でも——三人とも生きている。温かい。呼吸している。マツバは動かなかった。動けば二人が起きる。だからこのまま——あと五分だけ。
チヒロの指が、マツバの小指を握っていた。無意識に。眠りの中で、反射的に。でも確かに、チヒロの五本の指がマツバの小指を包み込んでいる。爪のない、透明な柔らかい指が。

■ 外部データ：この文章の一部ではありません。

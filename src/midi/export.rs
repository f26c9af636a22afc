use std::io::Cursor;
use std::path::Path;

use log::{debug, warn};
use midly::num::u7;
use midly::{Format, Header, MetaMessage, MidiMessage, Smf, Timing, Track, TrackEventKind};

use crate::constants::{
    DEFAULT_CHANNEL, DEFAULT_TEMPO_BPM, DEFAULT_TICKS_PER_QUARTER, MAX_CHANNEL, MAX_DELTA_TICKS,
    MAX_MIDI_VALUE, MAX_TICKS_PER_QUARTER,
};
use crate::error::{Error, Result};
use crate::note::Note;
use crate::timing::{bpm_to_microseconds_per_quarter, seconds_to_ticks};

use super::events::{to_delta_events, TrackEventAbsolute};

/// How a note end is written to the file.
#[derive(Debug, Clone, Copy, PartialEq, Eq, Default)]
pub enum NoteOffStyle {
    /// A real note-off message with velocity 0.
    #[default]
    NoteOff,
    /// A note-on with velocity 0.
    ZeroVelocityNoteOn,
}

#[derive(Debug, Clone, PartialEq)]
pub struct ExportOptions {
    pub tempo_bpm: f64,
    pub ticks_per_quarter: u16,
    pub channel: u8,
    /// Track length in seconds. Never moves the end marker before the last note.
    pub track_duration_seconds: Option<f64>,
    pub note_off_style: NoteOffStyle,
}

impl Default for ExportOptions {
    fn default() -> Self {
        ExportOptions {
            tempo_bpm: DEFAULT_TEMPO_BPM,
            ticks_per_quarter: DEFAULT_TICKS_PER_QUARTER,
            channel: DEFAULT_CHANNEL,
            track_duration_seconds: None,
            note_off_style: NoteOffStyle::default(),
        }
    }
}

#[derive(Debug, Clone, Copy, PartialEq)]
enum ScheduledKind {
    NoteOff { pitch: u8 },
    NoteOn { pitch: u8, velocity: u8 },
}

#[derive(Debug, Clone, Copy)]
struct ScheduledEvent {
    seconds: f64,
    /// Tie-break at equal times: offs, then ons, then offs of zero-length notes.
    rank: u8,
    /// End of the owning note. Ons at equal times open the longest note first,
    /// so the first note-off closes the note that really ends there.
    note_end: f64,
    kind: ScheduledKind,
}

fn validate_options(options: &ExportOptions) -> Result<u32> {
    if options.channel > MAX_CHANNEL {
        return Err(Error::MalformedInput(format!("channel {} is outside 0-15", options.channel)));
    }
    if options.ticks_per_quarter == 0 || options.ticks_per_quarter > MAX_TICKS_PER_QUARTER {
        return Err(Error::MalformedInput(format!(
            "ticks per quarter {} is outside 1-32767",
            options.ticks_per_quarter
        )));
    }
    bpm_to_microseconds_per_quarter(options.tempo_bpm)
}

fn schedule_notes(notes: &[Note]) -> Result<Vec<ScheduledEvent>> {
    if let Some(note) = notes.iter().find(|n| !n.start.is_finite() || !n.end.is_finite()) {
        return Err(Error::MalformedInput(format!("note times must be finite: {:?}", note)));
    }
    if let Some(note) = notes.iter().find(|n| n.pitch > MAX_MIDI_VALUE || n.velocity > MAX_MIDI_VALUE) {
        return Err(Error::MalformedInput(format!(
            "pitch and velocity must be within 0-127: {:?}",
            note
        )));
    }

    let mut sorted = notes.to_vec();
    sorted.sort_by(|a, b| a.start.total_cmp(&b.start).then(a.end.total_cmp(&b.end)));

    let mut scheduled = Vec::with_capacity(sorted.len() * 2);
    for note in sorted {
        let start = note.start.max(0.0);
        let end = note.end.max(start);
        let velocity = if note.velocity == 0 {
            warn!("note {} at {:.3}s has velocity 0, writing it as 1", note.pitch, start);
            1
        } else {
            note.velocity
        };

        scheduled.push(ScheduledEvent {
            seconds: start,
            rank: 1,
            note_end: end,
            kind: ScheduledKind::NoteOn { pitch: note.pitch, velocity },
        });
        scheduled.push(ScheduledEvent {
            seconds: end,
            rank: if end == start { 2 } else { 0 },
            note_end: end,
            kind: ScheduledKind::NoteOff { pitch: note.pitch },
        });
    }

    scheduled.sort_by(|a, b| {
        a.seconds
            .total_cmp(&b.seconds)
            .then(a.rank.cmp(&b.rank))
            .then(b.note_end.total_cmp(&a.note_end))
    });

    Ok(scheduled)
}

/// Build the absolute-tick event list of the exported track: tempo marker,
/// note events ordered by time with offs before ons, then the end marker.
///
/// # Arguments
///
/// * `notes` - Notes in any order.
/// * `options` - Tempo, resolution, channel and optional track length.
///
/// # Returns
///
/// * Events sorted by absolute tick.
pub fn generate_ordered_midi_events(
    notes: &[Note],
    options: &ExportOptions,
) -> Result<Vec<TrackEventAbsolute<'static>>> {
    let tempo = validate_options(options)?;
    let scheduled = schedule_notes(notes)?;
    let channel = options.channel.into();
    let ticks_per_quarter = options.ticks_per_quarter;

    let mut track_events_absolute = Vec::with_capacity(scheduled.len() + 2);
    track_events_absolute.push(TrackEventAbsolute {
        tick: 0,
        kind: TrackEventKind::Meta(MetaMessage::Tempo(tempo.into())),
    });

    // Quantize absolute times so rounding never accumulates across deltas.
    for event in &scheduled {
        let message = match (event.kind, options.note_off_style) {
            (ScheduledKind::NoteOn { pitch, velocity }, _) => MidiMessage::NoteOn {
                key: u7::new(pitch),
                vel: u7::new(velocity),
            },
            (ScheduledKind::NoteOff { pitch }, NoteOffStyle::NoteOff) => MidiMessage::NoteOff {
                key: u7::new(pitch),
                vel: u7::new(0),
            },
            (ScheduledKind::NoteOff { pitch }, NoteOffStyle::ZeroVelocityNoteOn) => MidiMessage::NoteOn {
                key: u7::new(pitch),
                vel: u7::new(0),
            },
        };

        track_events_absolute.push(TrackEventAbsolute {
            tick: seconds_to_ticks(event.seconds, ticks_per_quarter, tempo),
            kind: TrackEventKind::Midi { channel, message },
        });
    }

    let last_event_seconds = scheduled.last().map_or(0.0, |event| event.seconds);
    let track_length_seconds = match options.track_duration_seconds {
        Some(duration) if duration > last_event_seconds => duration,
        Some(duration) => {
            if duration < last_event_seconds {
                warn!(
                    "track duration {:.3}s ends before the last event at {:.3}s, extending it",
                    duration, last_event_seconds
                );
            }
            last_event_seconds
        }
        None => last_event_seconds,
    };

    let end_tick = seconds_to_ticks(track_length_seconds, ticks_per_quarter, tempo);
    if end_tick > MAX_DELTA_TICKS {
        return Err(Error::MalformedInput(format!(
            "track length {:.3}s needs {} ticks, more than a track can hold",
            track_length_seconds, end_tick
        )));
    }
    track_events_absolute.push(TrackEventAbsolute {
        tick: end_tick,
        kind: TrackEventKind::Meta(MetaMessage::EndOfTrack),
    });

    Ok(track_events_absolute)
}

/// Generate single-track MIDI file data from notes.
///
/// # Arguments
///
/// * `notes` - Notes in seconds, in any order.
/// * `options` - Export settings.
///
/// # Returns
///
/// * A vector of bytes representing the MIDI file.
pub fn export_notes(notes: &[Note], options: &ExportOptions) -> Result<Vec<u8>> {
    let track_events_absolute = generate_ordered_midi_events(notes, options)?;
    let track: Track = to_delta_events(&track_events_absolute);

    let mut smf = Smf::new(Header {
        format: Format::SingleTrack,
        timing: Timing::Metrical(options.ticks_per_quarter.into()),
    });
    smf.tracks.push(track);

    let mut buffer = Vec::new();
    smf.write_std(&mut Cursor::new(&mut buffer))?;

    debug!(
        "exported {} notes as {} events ({} bytes)",
        notes.len(),
        track_events_absolute.len(),
        buffer.len()
    );

    Ok(buffer)
}

/// Export notes and write the file to `path`.
pub fn export_notes_to_path<P: AsRef<Path>>(notes: &[Note], options: &ExportOptions, path: P) -> Result<()> {
    let buffer = export_notes(notes, options)?;
    std::fs::write(path, buffer)?;
    Ok(())
}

この手が。いつか自分で歩き出して、いつか自分で何かを掴んで、いつか誰かの手を繋いで。今はただ、パパの小指を握ることしかできないこの手が。
マツバは目を閉じた。涙が、静かに頬を伝った。嬉しいのか。苦しいのか。怖いのか。全部だ。全部が一緒くたになって、胸の中で渦を巻いて、涙の形で溢れ出てくる。
マツバは思った。自分の父親——マサキヨは、こうだったのだろうか。厳格な修行者であったマサキヨも、マツバが赤ん坊だった頃、夜中に泣く息子を抱いて途方に暮れたのだろうか。音程の外れた子守唄を歌ったのだろうか。小指を握られて、声を殺して泣いたのだろうか。
きっと、そうだったのだ。イヨリのパパも。マツバの父親のマサキヨも。世界中の親が。眠れぬ夜に、理由のわからない泣き声に、心を砕かれながら。それでも腕を離さなかった。朝が来るまで。何度でも。何晩でも。それが——親というものなのだ。
マツバはまだ、その意味の全てを理解していない。たぶん、一生かけても理解しきれない。でも——少しずつ、わかり始めている。
チヒロの指が、マツバの小指をきゅっと握った。眠りの中で。無意識に。でもマツバには、それが「パパ」と呼ばれたように感じた。まだ声にならない、最初の「パパ」。
「——ここにいるよ」
マツバは小さな声で答えた。
朝の光が、カーテンの隙間から差し込み始めていた。エンジュシティの秋の朝。冷えた空気の中に、三人分の温もりだけが柔らかく溶けている。今日もきっと眠れぬ夜が来る。理由のわからない泣き声が来る。疲弊と不安と無力感が来る。でも——この手がある。この小さな手が、パパの指を離さない限り。マツバは、ここにいる。